Required work: Every entry has to be restated word for word.

=== Section Start ===

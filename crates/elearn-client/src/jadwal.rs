use elearn_types::api::JadwalKuliah;

use crate::client::ApiClient;
use crate::error::ApiError;

impl ApiClient {
    /// The logged-in student's weekly timetable, Monday first and by start
    /// time within a day.
    pub async fn my_jadwal(&self) -> Result<Vec<JadwalKuliah>, ApiError> {
        let mut jadwal: Vec<JadwalKuliah> = self.get_list("/jadwal-kuliah/mahasiswa/me").await?;
        jadwal.sort_by_key(|j| (j.day_index(), j.jam_mulai));
        Ok(jadwal)
    }
}
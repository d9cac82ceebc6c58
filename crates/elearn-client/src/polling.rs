use std::collections::hash_map::DefaultHasher;
use std::future::Future;
use std::hash::{Hash, Hasher};
use std::sync::atomic::{AtomicBool, Ordering};
use std::sync::{Arc, Mutex, RwLock};
use std::time::Duration;

use futures_util::FutureExt;
use futures_util::future::BoxFuture;
use tokio::task::JoinHandle;
use tokio::time::{Instant, MissedTickBehavior};
use tracing::{debug, trace};

pub const DEFAULT_INTERVAL: Duration = Duration::from_millis(5000);

type PollTask = Arc<dyn Fn() -> BoxFuture<'static, ()> + Send + Sync>;

/// What to do when a tick fires while the previous run is still going.
#[derive(Debug, Clone, Copy, Default, PartialEq, Eq)]
pub enum OverlapPolicy {
    /// Drop the tick; the next one gets another chance.
    #[default]
    SkipIfBusy,
    /// Start another run alongside the one in flight.
    Allow,
}

/// Re-runs a task on a fixed cadence.
///
/// The task sits in a shared cell that every tick reads, so `set_task`
/// takes effect on the very next tick without touching the timer. The
/// timer itself is only rebuilt when the interval or the dependency key
/// passed to `update` changes.
///
/// Tasks handle their own errors; a failed run does not slow the cadence.
/// Must be created inside a Tokio runtime.
pub struct Poller {
    task: Arc<RwLock<PollTask>>,
    busy: Arc<AtomicBool>,
    policy: OverlapPolicy,
    interval: Duration,
    deps: u64,
    /// Bumped on every stop. A timer only starts a run while holding this
    /// lock and seeing its own epoch, so nothing starts after `stop`.
    epoch: Arc<Mutex<u64>>,
    timer: Option<JoinHandle<()>>,
}

impl Poller {
    pub fn start<F, Fut, D>(task: F, interval: Duration, deps: &D) -> Self
    where
        F: Fn() -> Fut + Send + Sync + 'static,
        Fut: Future<Output = ()> + Send + 'static,
        D: Hash + ?Sized,
    {
        Self::with_policy(task, interval, deps, OverlapPolicy::default())
    }

    pub fn with_policy<F, Fut, D>(task: F, interval: Duration, deps: &D, policy: OverlapPolicy) -> Self
    where
        F: Fn() -> Fut + Send + Sync + 'static,
        Fut: Future<Output = ()> + Send + 'static,
        D: Hash + ?Sized,
    {
        let mut poller = Self {
            task: Arc::new(RwLock::new(boxed(task))),
            busy: Arc::new(AtomicBool::new(false)),
            policy,
            interval: non_zero(interval),
            deps: hash_deps(deps),
            epoch: Arc::new(Mutex::new(0)),
            timer: None,
        };
        poller.spawn_timer();
        poller
    }

    /// Swap in a new task. The next tick runs it.
    pub fn set_task<F, Fut>(&self, task: F)
    where
        F: Fn() -> Fut + Send + Sync + 'static,
        Fut: Future<Output = ()> + Send + 'static,
    {
        let mut slot = self.task.write().unwrap_or_else(|p| p.into_inner());
        *slot = boxed(task);
    }

    /// Restart the timer if `interval` or `deps` differ from the current
    /// ones. Returns whether it restarted.
    pub fn update<D: Hash + ?Sized>(&mut self, interval: Duration, deps: &D) -> bool {
        let interval = non_zero(interval);
        let deps = hash_deps(deps);
        if interval == self.interval && deps == self.deps && self.timer.is_some() {
            return false;
        }

        // The old timer must be gone before the new one exists.
        self.stop();
        self.interval = interval;
        self.deps = deps;
        self.spawn_timer();
        true
    }

    /// Cancel the timer. A run that already started is left to finish.
    pub fn stop(&mut self) {
        *self.epoch.lock().unwrap_or_else(|p| p.into_inner()) += 1;
        if let Some(timer) = self.timer.take() {
            timer.abort();
            debug!("Poller stopped");
        }
    }

    pub fn is_running(&self) -> bool {
        self.timer.as_ref().is_some_and(|t| !t.is_finished())
    }

    pub fn interval(&self) -> Duration {
        self.interval
    }

    fn spawn_timer(&mut self) {
        debug!("Polling every {:?}", self.interval);
        let epoch = *self.epoch.lock().unwrap_or_else(|p| p.into_inner());
        self.timer = Some(tokio::spawn(run_timer(
            self.task.clone(),
            self.busy.clone(),
            self.policy,
            self.interval,
            self.epoch.clone(),
            epoch,
        )));
    }
}

impl Drop for Poller {
    fn drop(&mut self) {
        self.stop();
    }
}

async fn run_timer(
    task: Arc<RwLock<PollTask>>,
    busy: Arc<AtomicBool>,
    policy: OverlapPolicy,
    period: Duration,
    epoch: Arc<Mutex<u64>>,
    started_in: u64,
) {
    // First run one full period after start, like a browser interval.
    let mut ticker = tokio::time::interval_at(Instant::now() + period, period);
    ticker.set_missed_tick_behavior(MissedTickBehavior::Delay);

    loop {
        ticker.tick().await;
        if !start_run(&task, &busy, policy, &epoch, started_in) {
            trace!("Poller stopped, timer exiting");
            return;
        }
    }
}

/// Start one run unless the tick should be skipped. Returns false once
/// the poller has been stopped.
///
/// Abort cannot reach a timer that is already past its await point on
/// another worker, so the epoch is checked under its lock and held until
/// the run is spawned.
fn start_run(
    task: &RwLock<PollTask>,
    busy: &Arc<AtomicBool>,
    policy: OverlapPolicy,
    epoch: &Mutex<u64>,
    started_in: u64,
) -> bool {
    let current_epoch = epoch.lock().unwrap_or_else(|p| p.into_inner());
    if *current_epoch != started_in {
        return false;
    }

    let guard = match policy {
        OverlapPolicy::SkipIfBusy => {
            if busy.swap(true, Ordering::AcqRel) {
                trace!("Previous poll still running, skipping tick");
                return true;
            }
            Some(BusyGuard(busy.clone()))
        }
        OverlapPolicy::Allow => None,
    };

    let current = task.read().unwrap_or_else(|p| p.into_inner()).clone();
    tokio::spawn(async move {
        current().await;
        drop(guard);
    });
    true
}

/// Clears the busy flag when a run ends, even by panic.
struct BusyGuard(Arc<AtomicBool>);

impl Drop for BusyGuard {
    fn drop(&mut self) {
        self.0.store(false, Ordering::Release);
    }
}

fn boxed<F, Fut>(task: F) -> PollTask
where
    F: Fn() -> Fut + Send + Sync + 'static,
    Fut: Future<Output = ()> + Send + 'static,
{
    Arc::new(move || task().boxed())
}

fn hash_deps<D: Hash + ?Sized>(deps: &D) -> u64 {
    let mut hasher = DefaultHasher::new();
    deps.hash(&mut hasher);
    hasher.finish()
}

fn non_zero(interval: Duration) -> Duration {
    interval.max(Duration::from_millis(1))
}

=== Section End ===

Finished exercise:
filename crates/elearn-client/src/jadwal.rs
use elearn_types::api::JadwalKuliah;

use crate::client::ApiClient;
use crate::error::ApiError;

impl ApiClient {
    /// The logged-in student's weekly timetable, Monday first and by start
    /// time within a day.
    pub async fn my_jadwal(&self) -> Result<Vec<JadwalKuliah>, ApiError> {
        let mut jadwal: Vec<JadwalKuliah> = self.get_list("/jadwal-kuliah/mahasiswa/me").await?;
        jadwal.sort_by_key(|j| (j.day_index(), j.jam_mulai));
        Ok(jadwal)
    }
}
repository d9cac82ceebc6c58
filename crates/elearn-client/src/polling.rs
use std::collections::hash_map::DefaultHasher;
use std::future::Future;
use std::hash::{Hash, Hasher};
use std::sync::atomic::{AtomicBool, Ordering};
use std::sync::{Arc, Mutex, RwLock};
use std::time::Duration;

use futures_util::FutureExt;
use futures_util::future::BoxFuture;
use tokio::task::JoinHandle;
use tokio::time::{Instant, MissedTickBehavior};
use tracing::{debug, trace};

pub const DEFAULT_INTERVAL: Duration = Duration::from_millis(5000);

type PollTask = Arc<dyn Fn() -> BoxFuture<'static, ()> + Send + Sync>;

/// What to do when a tick fires while the previous run is still going.
#[derive(Debug, Clone, Copy, Default, PartialEq, Eq)]
pub enum OverlapPolicy {
    /// Drop the tick; the next one gets another chance.
    #[default]
    SkipIfBusy,
    /// Start another run alongside the one in flight.
    Allow,
}

/// Re-runs a task on a fixed cadence.
///
/// The task sits in a shared cell that every tick reads, so `set_task`
/// takes effect on the very next tick without touching the timer. The
/// timer itself is only rebuilt when the interval or the dependency key
/// passed to `update` changes.
///
/// Tasks handle their own errors; a failed run does not slow the cadence.
/// Must be created inside a Tokio runtime.
pub struct Poller {
    task: Arc<RwLock<PollTask>>,
    busy: Arc<AtomicBool>,
    policy: OverlapPolicy,
    interval: Duration,
    deps: u64,
    /// Bumped on every stop. A timer only starts a run while holding this
    /// lock and seeing its own epoch, so nothing starts after `stop`.
    epoch: Arc<Mutex<u64>>,
    timer: Option<JoinHandle<()>>,
}

impl Poller {
    pub fn start<F, Fut, D>(task: F, interval: Duration, deps: &D) -> Self
    where
        F: Fn() -> Fut + Send + Sync + 'static,
        Fut: Future<Output = ()> + Send + 'static,
        D: Hash + ?Sized,
    {
        Self::with_policy(task, interval, deps, OverlapPolicy::default())
    }

    pub fn with_policy<F, Fut, D>(task: F, interval: Duration, deps: &D, policy: OverlapPolicy) -> Self
    where
        F: Fn() -> Fut + Send + Sync + 'static,
        Fut: Future<Output = ()> + Send + 'static,
        D: Hash + ?Sized,
    {
        let mut poller = Self {
            task: Arc::new(RwLock::new(boxed(task))),
            busy: Arc::new(AtomicBool::new(false)),
            policy,
            interval: non_zero(interval),
            deps: hash_deps(deps),
            epoch: Arc::new(Mutex::new(0)),
            timer: None,
        };
        poller.spawn_timer();
        poller
    }

    /// Swap in a new task. The next tick runs it.
    pub fn set_task<F, Fut>(&self, task: F)
    where
        F: Fn() -> Fut + Send + Sync + 'static,
        Fut: Future<Output = ()> + Send + 'static,
    {
        let mut slot = self.task.write().unwrap_or_else(|p| p.into_inner());
        *slot = boxed(task);
    }

    /// Restart the timer if `interval` or `deps` differ from the current
    /// ones. Returns whether it restarted.
    pub fn update<D: Hash + ?Sized>(&mut self, interval: Duration, deps: &D) -> bool {
        let interval = non_zero(interval);
        let deps = hash_deps(deps);
        if interval == self.interval && deps == self.deps && self.timer.is_some() {
            return false;
        }

        // The old timer must be gone before the new one exists.
        self.stop();
        self.interval = interval;
        self.deps = deps;
        self.spawn_timer();
        true
    }

    /// Cancel the timer. A run that already started is left to finish.
    pub fn stop(&mut self) {
        *self.epoch.lock().unwrap_or_else(|p| p.into_inner()) += 1;
        if let Some(timer) = self.timer.take() {
            timer.abort();
            debug!("Poller stopped");
        }
    }

    pub fn is_running(&self) -> bool {
        self.timer.as_ref().is_some_and(|t| !t.is_finished())
    }

    pub fn interval(&self) -> Duration {
        self.interval
    }

    fn spawn_timer(&mut self) {
        debug!("Polling every {:?}", self.interval);
        let epoch = *self.epoch.lock().unwrap_or_else(|p| p.into_inner());
        self.timer = Some(tokio::spawn(run_timer(
            self.task.clone(),
            self.busy.clone(),
            self.policy,
            self.interval,
            self.epoch.clone(),
            epoch,
        )));
    }
}

impl Drop for Poller {
    fn drop(&mut self) {
        self.stop();
    }
}

async fn run_timer(
    task: Arc<RwLock<PollTask>>,
    busy: Arc<AtomicBool>,
    policy: OverlapPolicy,
    period: Duration,
    epoch: Arc<Mutex<u64>>,
    started_in: u64,
) {
    // First run one full period after start, like a browser interval.
    let mut ticker = tokio::time::interval_at(Instant::now() + period, period);
    ticker.set_missed_tick_behavior(MissedTickBehavior::Delay);

    loop {
        ticker.tick().await;
        if !start_run(&task, &busy, policy, &epoch, started_in) {
            trace!("Poller stopped, timer exiting");
            return;
        }
    }
}

/// Start one run unless the tick should be skipped. Returns false once
/// the poller has been stopped.
///
/// Abort cannot reach a timer that is already past its await point on
/// another worker, so the epoch is checked under its lock and held until
/// the run is spawned.
fn start_run(
    task: &RwLock<PollTask>,
    busy: &Arc<AtomicBool>,
    policy: OverlapPolicy,
    epoch: &Mutex<u64>,
    started_in: u64,
) -> bool {
    let current_epoch = epoch.lock().unwrap_or_else(|p| p.into_inner());
    if *current_epoch != started_in {
        return false;
    }

    let guard = match policy {
        OverlapPolicy::SkipIfBusy => {
            if busy.swap(true, Ordering::AcqRel) {
                trace!("Previous poll still running, skipping tick");
                return true;
            }
            Some(BusyGuard(busy.clone()))
        }
        OverlapPolicy::Allow => None,
    };

    let current = task.read().unwrap_or_else(|p| p.into_inner()).clone();
    tokio::spawn(async move {
        current().await;
        drop(guard);
    });
    true
}

/// Clears the busy flag when a run ends, even by panic.
struct BusyGuard(Arc<AtomicBool>);

impl Drop for BusyGuard {
    fn drop(&mut self) {
        self.0.store(false, Ordering::Release);
    }
}

fn boxed<F, Fut>(task: F) -> PollTask
where
    F: Fn() -> Fut + Send + Sync + 'static,
    Fut: Future<Output = ()> + Send + 'static,
{
    Arc::new(move || task().boxed())
}

fn hash_deps<D: Hash + ?Sized>(deps: &D) -> u64 {
    let mut hasher = DefaultHasher::new();
    deps.hash(&mut hasher);
    hasher.finish()
}

fn non_zero(interval: Duration) -> Duration {
    interval.max(Duration::from_millis(1))
}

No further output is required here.